- Relator(a)
- Ministro Herman Benjamin
- Órgão julgador
- Segunda Turma
- Data do julgamento
- 27/06/2017
- Data de publicação
- 30/06/2017
STJ – Acórdão, Rel. Ministro Herman Benjamin, Segunda Turma, j. 27/06/2017, p. 30/06/2017
PROCESSUAL CIVIL E ADMINISTRATIVO. PENSÃO. EX-COMBATENTE. ART. 371 DO CÓDIGO DE PROCESSO CIVIL/2015. DEFICIÊNCIA NA FUNDAMENTAÇÃO. SÚMULA 284/STF. REEXAME DO CONJUNTO FÁTICO-PROBATÓRIO DOS AUTOS. IMPOSSIBILIDADE. SÚMULA 7/STJ. 1. Não se conhece de Recurso Especial no que se refere à violação ao art. 371 do Código de Processo Civil/2015 quando a parte não aponta, de forma clara, o vício em que teria incorrido o acórdão impugnado. Aplicação, por analogia, da Súmula 284/STF. 2. O Tribunal de origem, com base no conjunto probatório dos autos, consignou que "a sentença não merece reparos. (...) É entendimento consolidado do Superior Tribunal de Justiça e deste Tribunal Regional Federal que, em se tratando de benefícios de natureza previdenciária, a data de início para o recebimento do benefício deve ser aquela do requerimento administrativo.
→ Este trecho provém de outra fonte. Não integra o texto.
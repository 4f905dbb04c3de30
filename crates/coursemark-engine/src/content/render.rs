//! Static HTML for content blocks, as shown in the student view.
//!
//! Blocks missing their essential field (a video URL, a code body, diagram
//! source) render to an empty string and are logged, mirroring how the
//! student view skips them.

use crate::diagram::DiagramSource;
use crate::markdown::{inline::render_inline, render_markdown_opt};
use crate::text::{escape_html, format_duration, format_time, parse_time_label};

use super::{
    CodeBlock, ContentBlock, DiagramBlock, Module, QuizBlock, TextBlock, VideoBlock, embed_url,
};

const IFRAME_ALLOW: &str =
    "accelerometer; autoplay; clipboard-write; encrypted-media; gyroscope; picture-in-picture";
const UNTITLED: &str = "Untitled";

pub fn render_block(block: &ContentBlock) -> String {
    match block {
        ContentBlock::Text(b) => render_text(b),
        ContentBlock::Video(b) => render_video(b),
        ContentBlock::Code(b) => render_code(b),
        ContentBlock::Quiz(b) => render_quiz(b),
        ContentBlock::Mermaid(b) => render_diagram(b),
    }
}

fn render_text(block: &TextBlock) -> String {
    format!(
        "<div class=\"text-content\">{}</div>",
        render_markdown_opt(block.md_content.as_deref())
    )
}

fn render_video(block: &VideoBlock) -> String {
    let Some(url) = block.url.as_deref().filter(|u| !u.trim().is_empty()) else {
        log::warn!("video block without a URL skipped");
        return String::new();
    };

    let title = block.title.as_deref().unwrap_or(UNTITLED);
    let mut html = format!(
        "<div class=\"video-content\"><div class=\"video-container\">\
         <iframe src=\"{}\" title=\"Video: {}\" allow=\"{IFRAME_ALLOW}\" allowfullscreen loading=\"lazy\"></iframe>\
         </div>",
        escape_html(&embed_url(url, &block.platform)),
        escape_html(title),
    );

    html.push_str(&format!(
        "<div class=\"video-meta\"><span class=\"video-platform\">{}</span>",
        escape_html(&block.platform.to_string())
    ));
    if let Some(seconds) = block.duration_seconds.filter(|&s| s > 0) {
        html.push_str(&format!(
            "<span class=\"video-duration\">{}</span>",
            format_duration(seconds)
        ));
    }
    html.push_str("</div>");

    if !block.key_moments.is_empty() {
        let mut moments: Vec<(&String, &String)> = block.key_moments.iter().collect();
        moments.sort_by_key(|(time, _)| parse_time_label(time).unwrap_or(u64::MAX));

        html.push_str("<div class=\"key-moments\"><h4>Key moments</h4>");
        for (time, description) in moments {
            html.push_str(&format!(
                "<div class=\"key-moment-item\"><span class=\"key-moment-time\">{}</span>\
                 <span class=\"key-moment-desc\">{}</span></div>",
                escape_html(&format_time(time)),
                escape_html(description)
            ));
        }
        html.push_str("</div>");
    }

    if !block.discussion_questions.is_empty() {
        html.push_str("<div class=\"discussion-questions\"><h4>Discussion questions</h4>");
        for question in &block.discussion_questions {
            html.push_str(&format!(
                "<div class=\"question-item\">{}</div>",
                escape_html(question)
            ));
        }
        html.push_str("</div>");
    }

    html.push_str("</div>");
    html
}

fn render_code(block: &CodeBlock) -> String {
    let Some(code) = block.code.as_deref().filter(|c| !c.is_empty()) else {
        log::warn!("code block without code skipped");
        return String::new();
    };

    let language = block.language.as_deref().unwrap_or("text");
    let mut html = format!(
        "<div class=\"code-block\"><div class=\"code-header\">\
         <span class=\"language-label\">{}</span></div>\
         <pre class=\"code-content\"><code class=\"language-{}\">{}</code></pre>",
        escape_html(language),
        escape_html(&language.to_lowercase()),
        escape_html(code)
    );
    push_explanation(&mut html, "code-explanation", block.explanation.as_deref());
    html.push_str("</div>");
    html
}

fn render_quiz(block: &QuizBlock) -> String {
    let mut html = String::from("<div class=\"quiz-block\">");
    for (index, (question, answer)) in block.questions.iter().enumerate() {
        html.push_str(&format!(
            "<div class=\"quiz-question\">{}. {}</div>\
             <div class=\"quiz-answer hidden-answer\" id=\"answer-{index}\"><strong>Answer:</strong> {}</div>\
             <button class=\"show-answer-btn\" type=\"button\" aria-expanded=\"false\" aria-controls=\"answer-{index}\">Show answer</button>",
            index + 1,
            escape_html(question),
            render_inline(answer)
        ));
    }
    html.push_str("</div>");
    html
}

fn render_diagram(block: &DiagramBlock) -> String {
    let Some(raw) = block.mermaid_code.as_deref() else {
        return String::new();
    };

    let source = DiagramSource::sanitize(raw);
    if source.text.is_empty() {
        log::warn!("diagram block is empty after sanitizing, skipped");
        return String::new();
    }

    let mut html = String::from("<div class=\"mermaid-block\">");
    if let Some(title) = block.title.as_deref() {
        html.push_str(&format!("<h3>{}</h3>", escape_html(title)));
    }
    html.push_str(&format!(
        "<div class=\"mermaid\">{}</div>",
        escape_html(&source.text)
    ));
    push_explanation(&mut html, "mermaid-explanation", block.explanation.as_deref());
    html.push_str("</div>");
    html
}

fn push_explanation(html: &mut String, class: &str, explanation: Option<&str>) {
    if let Some(text) = explanation.filter(|t| !t.trim().is_empty()) {
        html.push_str(&format!(
            "<div class=\"{class}\"><strong>Explanation:</strong> {}</div>",
            render_inline(text)
        ));
    }
}

/// Renders a whole module as a standalone HTML page. Blocks that render to
/// nothing are left out.
pub fn render_module(module: &Module) -> String {
    let title = escape_html(&module.title);
    let mut sections = Vec::with_capacity(module.blocks.len());

    for block in &module.blocks {
        let body = render_block(block);
        if body.is_empty() {
            continue;
        }
        let content_type = block.content_type();
        sections.push(format!(
            "<section class=\"content-block {}-block\">\
             <div class=\"block-label\">{}</div>{body}</section>",
            content_type.as_str(),
            content_type.label()
        ));
    }
    log::debug!(
        "rendered module '{}': {} of {} blocks",
        module.title,
        sections.len(),
        module.blocks.len()
    );

    let description = module
        .description
        .as_deref()
        .map(|d| format!("<p class=\"module-description\">{}</p>\n", render_inline(d)))
        .unwrap_or_default();

    format!(
        "<!DOCTYPE html>\n<html lang=\"en\">\n<head>\n<meta charset=\"utf-8\">\n\
         <title>{title}</title>\n</head>\n<body>\n<main class=\"module\">\n\
         <h1 class=\"module-title\">{title}</h1>\n{description}{}\n</main>\n</body>\n</html>\n",
        sections.join("\n")
    )
}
Na falta deste, adota-se a data da citação. (...) Por conseguinte, agiu com acerto o MM. Juízo sentenciante ao estabelecer que a ora apelada deve restituir à ora apelante os valores devidos desde 10/10/2013, data em que esta submeteu requerimento administrativo àquela. Não há que se cogitar, pois, da data em que o instituidor do benefício veio a óbito" (fls. 252-253, e-STJ, grifei). 3. Já a União sustenta que "no presente caso, restou amplamente demonstrado que o requerimento administrativo de implantação do benefício protocolado em 10/10/2013, não atendia os requisitos legais, eis que não contava com documentos imprescindíveis. (...) Assim, se conclui que somente a partir do requerimento regularmente instruído para implementação da pensão da Autora, é que a pensão se tornou devida, não tendo a mesma direito a qualquer valor desse benefício anteriormente ao requerimento formulado em setembro de 2014. Com efeito, tal faro restou desprezado pelo D. Relator, que desconsiderou prova existente nos autos, sequer justificando a razão de sua desconsideração" (fl. 266, e-STJ, grifei). 4. A revisão desse entendimento implica reexame de matéria fático-probatória, o que atrai o óbice da Súmula 7/STJ. Precedente: AgRg no REsp 828.877/RS, Rel. Ministra Laurita Vaz, Quinta Turma, DJ 4.12.2006. 5. Recurso Especial não conhecido. (REsp n. 1.671.704/SP, relator Ministro Herman Benjamin, Segunda Turma, julgado em 27/6/2017, DJe de 30/6/2017.)